In 2012, Cellucor announced the release of several new supplements, including a thermogenic weight loss supplement, CLK. The brand also unveiled its COR-Performance Series, which includes ingredients like branched-chain amino acids, creatine, and protein.

In 2013, Cellucor had several product launches, including the re-launch of its mass building supplement M5 Extreme, called M5 Reloaded; the anabolic supplement P6 Black, a re-formulation; and Alpha Amino, designed to fight muscle breakdown during recovery.

In late 2014, Cellucor launched the fourth-generation "G4 Series" with updated formulas of pre-workouts, amino acids, nitric oxide boosters, ready-to-drink beverages, testosterone boosters, and weight loss supplements. The product list included C4 Original, Alpha Amino, NO3, P6, and SuperHD. The brand also launched C4 Mass, C4 Ripped, C4 50x, and C4 RTD.

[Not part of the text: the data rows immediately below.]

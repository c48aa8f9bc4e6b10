//! Captured point clouds.
//!
//! A [`ShotCloud`] holds the points retained from one camera shot, tagged
//! with the shot's rotation index. A [`CombinedCloud`] holds the points of a
//! whole session after fusion into one world frame.

use glam::Vec3;
use serde::{Deserialize, Serialize};

/// One captured point with its color.
#[derive(Debug, Clone, Copy, PartialEq, Serialize, Deserialize)]
pub struct Sample {
    /// Position in camera (or world) space.
    pub position: Vec3,
    /// RGB color.
    pub color: [u8; 3],
}

impl Sample {
    /// Creates a new sample.
    pub fn new(position: Vec3, color: [u8; 3]) -> Self {
        Self { position, color }
    }
}

/// The points retained from one shot.
#[derive(Debug, Clone, Default, PartialEq)]
pub struct ShotCloud {
    index: usize,
    samples: Vec<Sample>,
}

impl ShotCloud {
    /// Creates an empty cloud for the shot with the given rotation index.
    pub fn new(index: usize) -> Self {
        Self {
            index,
            samples: Vec::new(),
        }
    }

    /// Creates a cloud from already filtered samples.
    pub fn from_samples(index: usize, samples: Vec<Sample>) -> Self {
        Self { index, samples }
    }

    /// Returns the rotation index this shot was captured at.
    #[must_use]
    pub fn index(&self) -> usize {
        self.index
    }

    /// Returns the samples.
    #[must_use]
    pub fn samples(&self) -> &[Sample] {
        &self.samples
    }

    /// Returns the number of samples.
    #[must_use]
    pub fn len(&self) -> usize {
        self.samples.len()
    }

    /// Returns true if the shot retained no points.
    #[must_use]
    pub fn is_empty(&self) -> bool {
        self.samples.is_empty()
    }

    /// Appends a sample.
    pub fn push(&mut self, sample: Sample) {
        self.samples.push(sample);
    }

    /// Consumes the cloud and returns its samples.
    pub fn into_samples(self) -> Vec<Sample> {
        self.samples
    }
}

/// All points of a session in one world frame.
#[derive(Debug, Clone, Default, PartialEq)]
pub struct CombinedCloud {
    samples: Vec<Sample>,
}

impl CombinedCloud {
    /// Creates an empty combined cloud.
    pub fn new() -> Self {
        Self::default()
    }

    /// Creates a combined cloud from samples.
    pub fn from_samples(samples: Vec<Sample>) -> Self {
        Self { samples }
    }

    /// Returns the samples.
    #[must_use]
    pub fn samples(&self) -> &[Sample] {
        &self.samples
    }

    /// Returns the number of samples.
    #[must_use]
    pub fn len(&self) -> usize {
        self.samples.len()
    }

    /// Returns true if the cloud has no points.
    #[must_use]
    pub fn is_empty(&self) -> bool {
        self.samples.is_empty()
    }

    /// Appends samples.
    pub fn extend(&mut self, samples: impl IntoIterator<Item = Sample>) {
        self.samples.extend(samples);
    }

    /// Consumes the cloud and returns its samples.
    pub fn into_samples(self) -> Vec<Sample> {
        self.samples
    }

    /// Returns the axis-aligned bounding box, or `None` for an empty cloud.
    pub fn bounding_box(&self) -> Option<(Vec3, Vec3)> {
        let first = self.samples.first()?.position;
        Some(self.samples.iter().fold((first, first), |(min, max), s| {
            (min.min(s.position), max.max(s.position))
        }))
    }
}

#[cfg(test)]
mod tests {
    use super::*;

    #[test]
    fn test_shot_cloud_basics() {
        let mut shot = ShotCloud::new(3);
        assert_eq!(shot.index(), 3);
        assert!(shot.is_empty());

        shot.push(Sample::new(Vec3::new(0.0, 1.0, 2.0), [10, 20, 30]));
        assert_eq!(shot.len(), 1);
        assert_eq!(shot.samples()[0].color, [10, 20, 30]);
    }

    #[test]
    fn test_bounding_box() {
        assert!(CombinedCloud::new().bounding_box().is_none());

        let cloud = CombinedCloud::from_samples(vec![
            Sample::new(Vec3::new(-1.0, 2.0, 0.5), [0; 3]),
            Sample::new(Vec3::new(3.0, -2.0, 0.0), [0; 3]),
        ]);
        let (min, max) = cloud.bounding_box().unwrap();
        assert_eq!(min, Vec3::new(-1.0, -2.0, 0.0));
        assert_eq!(max, Vec3::new(3.0, 2.0, 0.5));
    }
}
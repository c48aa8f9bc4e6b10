//! `serialport`-backed transport.

use std::io::{Read, Write};
use std::time::Duration;

use serialport::{DataBits, FlowControl, Parity, SerialPort, StopBits};
use turnscan_core::{Result, ScanError};

use super::{connection_error, SerialTransport};

/// Baud rate of the turntable controller firmware.
pub const DEFAULT_BAUD_RATE: u32 = 9600;

/// Read timeout; keeps a pending read from holding the port for long.
const READ_TIMEOUT: Duration = Duration::from_millis(5);

/// Serial transport over a real port (8N1, no flow control).
pub struct SerialPortTransport {
    path: String,
    baud_rate: u32,
    port: Option<Box<dyn SerialPort>>,
}

impl SerialPortTransport {
    /// Creates a closed transport for the given port path (e.g. `/dev/ttyACM0` or `COM3`).
    pub fn new(path: impl Into<String>, baud_rate: u32) -> Self {
        Self {
            path: path.into(),
            baud_rate,
            port: None,
        }
    }

    /// Returns the port path.
    pub fn path(&self) -> &str {
        &self.path
    }

    fn port_mut(&mut self) -> Result<&mut Box<dyn SerialPort>> {
        self.port.as_mut().ok_or(ScanError::NotConnected)
    }
}

impl SerialTransport for SerialPortTransport {
    fn open(&mut self) -> Result<()> {
        let port = serialport::new(&self.path, self.baud_rate)
            .data_bits(DataBits::Eight)
            .parity(Parity::None)
            .stop_bits(StopBits::One)
            .flow_control(FlowControl::None)
            .timeout(READ_TIMEOUT)
            .open()
            .map_err(connection_error)?;

        log::info!("Opened serial port: {} at {} baud", self.path, self.baud_rate);
        self.port = Some(port);
        Ok(())
    }

    fn close(&mut self) {
        if self.port.take().is_some() {
            log::info!("Closed serial port: {}", self.path);
        }
    }

    fn is_open(&self) -> bool {
        self.port.is_some()
    }

    fn read_available(&mut self, buffer: &mut [u8]) -> Result<usize> {
        match self.port_mut()?.read(buffer) {
            Ok(n) => Ok(n),
            Err(e) if e.kind() == std::io::ErrorKind::TimedOut => Ok(0),
            Err(e) => Err(connection_error(e)),
        }
    }

    fn write_byte(&mut self, byte: u8) -> Result<()> {
        let port = self.port_mut()?;
        port.write_all(&[byte]).map_err(connection_error)?;
        port.flush().map_err(connection_error)
    }
}

/// Lists the serial ports present on this machine.
pub fn available_ports() -> Result<Vec<String>> {
    let ports = serialport::available_ports().map_err(connection_error)?;
    Ok(ports.into_iter().map(|p| p.port_name).collect())
}
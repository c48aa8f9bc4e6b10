//! Capture side of turnscan.
//!
//! This crate drives the scanner hardware:
//! - [`TurntableLink`] speaks the single-byte turntable protocol over a [`SerialTransport`]
//! - [`BackgroundModel`] separates the object from a calibrated background
//! - [`FrameSampler`] turns one [`DepthShot`] into a filtered [`ShotCloud`](turnscan_core::ShotCloud)
//! - [`CaptureSession`] sequences sampling and turntable steps for a whole revolution

// Documentation lints - internal functions don't need exhaustive panic/error docs
#![allow(clippy::missing_panics_doc)]
#![allow(clippy::missing_errors_doc)]
// Builder patterns return Self which doesn't need must_use
#![allow(clippy::must_use_candidate)]
// Type names like CaptureState in session.rs are clearer than State
#![allow(clippy::module_name_repetitions)]

pub mod background;
pub mod camera;
pub mod link;
pub mod sampler;
pub mod session;
pub mod transport;

pub use background::{BackgroundMask, BackgroundModel, FOREGROUND_THRESHOLD};
pub use camera::{DepthCamera, DepthShot, ReplayCamera};
pub use link::{LinkEvent, LinkState, TurntableLink};
pub use sampler::FrameSampler;
pub use session::{CaptureSession, CaptureState};
pub use transport::{
    available_ports, MockTransport, SerialPortTransport, SerialTransport, DEFAULT_BAUD_RATE,
};
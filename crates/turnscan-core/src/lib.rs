//! Core data model for turnscan.
//!
//! This crate provides the types shared by every stage of a turntable scan:
//! - [`Sample`], [`ShotCloud`] and [`CombinedCloud`] for captured points
//! - [`ScanConfig`] and [`MeshConfig`] for session and pipeline settings
//! - [`CloudFuser`] for rotating per-shot clouds into one world frame
//! - [`marching_cubes`] and [`TriangleMesh`] for surface extraction
//! - [`ScanError`] and [`ReconstructionFailure`] for error reporting

// Documentation lints - internal functions don't need exhaustive panic/error docs
#![allow(clippy::missing_panics_doc)]
#![allow(clippy::missing_errors_doc)]
// Configs legitimately carry one enable flag per stage
#![allow(clippy::struct_excessive_bools)]
// Builder patterns return Self which doesn't need must_use
#![allow(clippy::must_use_candidate)]

pub mod clip_box;
pub mod cloud;
pub mod config;
pub mod error;
pub mod fuse;
pub mod marching_cubes;
pub mod mesh;

pub use clip_box::ClipBox;
pub use cloud::{CombinedCloud, Sample, ShotCloud};
pub use config::{
    BackgroundConfig, ExportConfig, GridSimplificationConfig, HierarchySimplificationConfig,
    MeshConfig, NormalEstimationConfig, OutlierRemovalConfig, ReconstructionConfig, ScanConfig,
    ScannerSettings, SmoothingConfig,
};
pub use error::{ReconstructionFailure, Result, ScanError};
pub use fuse::CloudFuser;
pub use marching_cubes::{marching_cubes, ScalarGrid};
pub use mesh::TriangleMesh;

// Re-export glam types for convenience
pub use glam::{Vec2, Vec3};
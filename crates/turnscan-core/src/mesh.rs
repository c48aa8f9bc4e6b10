//! Indexed triangle meshes.

use glam::Vec3;

/// An indexed triangle mesh with per-vertex normals.
#[derive(Debug, Clone, Default, PartialEq)]
pub struct TriangleMesh {
    /// Vertex positions in world space.
    pub vertices: Vec<Vec3>,
    /// Per-vertex normals. Either empty or the same length as `vertices`.
    pub normals: Vec<Vec3>,
    /// Triangles as counter-clockwise vertex index triples (seen from outside).
    pub faces: Vec<[u32; 3]>,
}

impl TriangleMesh {
    /// Creates an empty mesh.
    pub fn new() -> Self {
        Self::default()
    }

    /// Creates a mesh from vertices and faces without normals.
    pub fn from_faces(vertices: Vec<Vec3>, faces: Vec<[u32; 3]>) -> Self {
        Self {
            vertices,
            normals: Vec::new(),
            faces,
        }
    }

    /// Returns the number of vertices.
    #[must_use]
    pub fn num_vertices(&self) -> usize {
        self.vertices.len()
    }

    /// Returns the number of triangles.
    #[must_use]
    pub fn num_faces(&self) -> usize {
        self.faces.len()
    }

    /// Returns true if the mesh has no vertices.
    #[must_use]
    pub fn is_empty(&self) -> bool {
        self.vertices.is_empty()
    }

    /// Returns the unnormalized normal of a face (twice its area in length).
    #[must_use]
    pub fn face_normal(&self, face: usize) -> Vec3 {
        let [a, b, c] = self.faces[face];
        let pa = self.vertices[a as usize];
        let pb = self.vertices[b as usize];
        let pc = self.vertices[c as usize];
        (pb - pa).cross(pc - pa)
    }

    /// Recomputes per-vertex normals as area-weighted averages of face normals.
    pub fn compute_vertex_normals(&mut self) {
        self.normals = vec![Vec3::ZERO; self.vertices.len()];
        for face in 0..self.faces.len() {
            let n = self.face_normal(face);
            for &v in &self.faces[face] {
                self.normals[v as usize] += n;
            }
        }
        for normal in &mut self.normals {
            *normal = normal.normalize_or_zero();
        }
    }

    /// Drops vertices that no face references and renumbers the faces.
    pub fn remove_unreferenced_vertices(&mut self) {
        let mut remap = vec![u32::MAX; self.vertices.len()];
        let mut vertices = Vec::new();
        let mut normals = Vec::new();
        let has_normals = self.normals.len() == self.vertices.len();

        for face in &mut self.faces {
            for v in face.iter_mut() {
                let old = *v as usize;
                if remap[old] == u32::MAX {
                    #[allow(clippy::cast_possible_truncation)]
                    {
                        remap[old] = vertices.len() as u32;
                    }
                    vertices.push(self.vertices[old]);
                    if has_normals {
                        normals.push(self.normals[old]);
                    }
                }
                *v = remap[old];
            }
        }

        self.vertices = vertices;
        self.normals = normals;
    }

    /// Returns the axis-aligned bounding box, or `None` for an empty mesh.
    pub fn bounding_box(&self) -> Option<(Vec3, Vec3)> {
        let first = *self.vertices.first()?;
        Some(
            self.vertices
                .iter()
                .fold((first, first), |(min, max), &v| (min.min(v), max.max(v))),
        )
    }
}

#[cfg(test)]
mod tests {
    use super::*;

    fn quad() -> TriangleMesh {
        TriangleMesh::from_faces(
            vec![
                Vec3::new(0.0, 0.0, 0.0),
                Vec3::new(1.0, 0.0, 0.0),
                Vec3::new(1.0, 1.0, 0.0),
                Vec3::new(0.0, 1.0, 0.0),
            ],
            vec![[0, 1, 2], [0, 2, 3]],
        )
    }

    #[test]
    fn test_vertex_normals() {
        let mut mesh = quad();
        mesh.compute_vertex_normals();
        assert_eq!(mesh.normals.len(), 4);
        for n in &mesh.normals {
            assert!((*n - Vec3::Z).length() < 1e-6);
        }
    }

    #[test]
    fn test_remove_unreferenced_vertices() {
        let mut mesh = quad();
        mesh.vertices.push(Vec3::splat(9.0));
        mesh.faces = vec![[2, 3, 0]];
        mesh.remove_unreferenced_vertices();

        assert_eq!(mesh.num_vertices(), 3);
        assert_eq!(mesh.faces, vec![[0, 1, 2]]);
        assert_eq!(mesh.vertices[0], Vec3::new(1.0, 1.0, 0.0));
    }

    #[test]
    fn test_bounding_box() {
        assert!(TriangleMesh::new().bounding_box().is_none());
        let (min, max) = quad().bounding_box().unwrap();
        assert_eq!(min, Vec3::ZERO);
        assert_eq!(max, Vec3::new(1.0, 1.0, 0.0));
    }
}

In subsequent years, the C4 line expanded into Costco, Target, and Walmart, with NSF certified products.

In 2016, Cellucor launched C4 Ultimate, part of a lineup called the C4 iD Series. The company launched its first carbonated pre-workout energy drink in 2018, called C4 On The Go Carbonated.

In 2021, Cellucor partnered with Mars Incorporated to bring flavors based on Starburst and Skittles to the C4 line.

In March 2022, C4 became the official energy drink of SXSW.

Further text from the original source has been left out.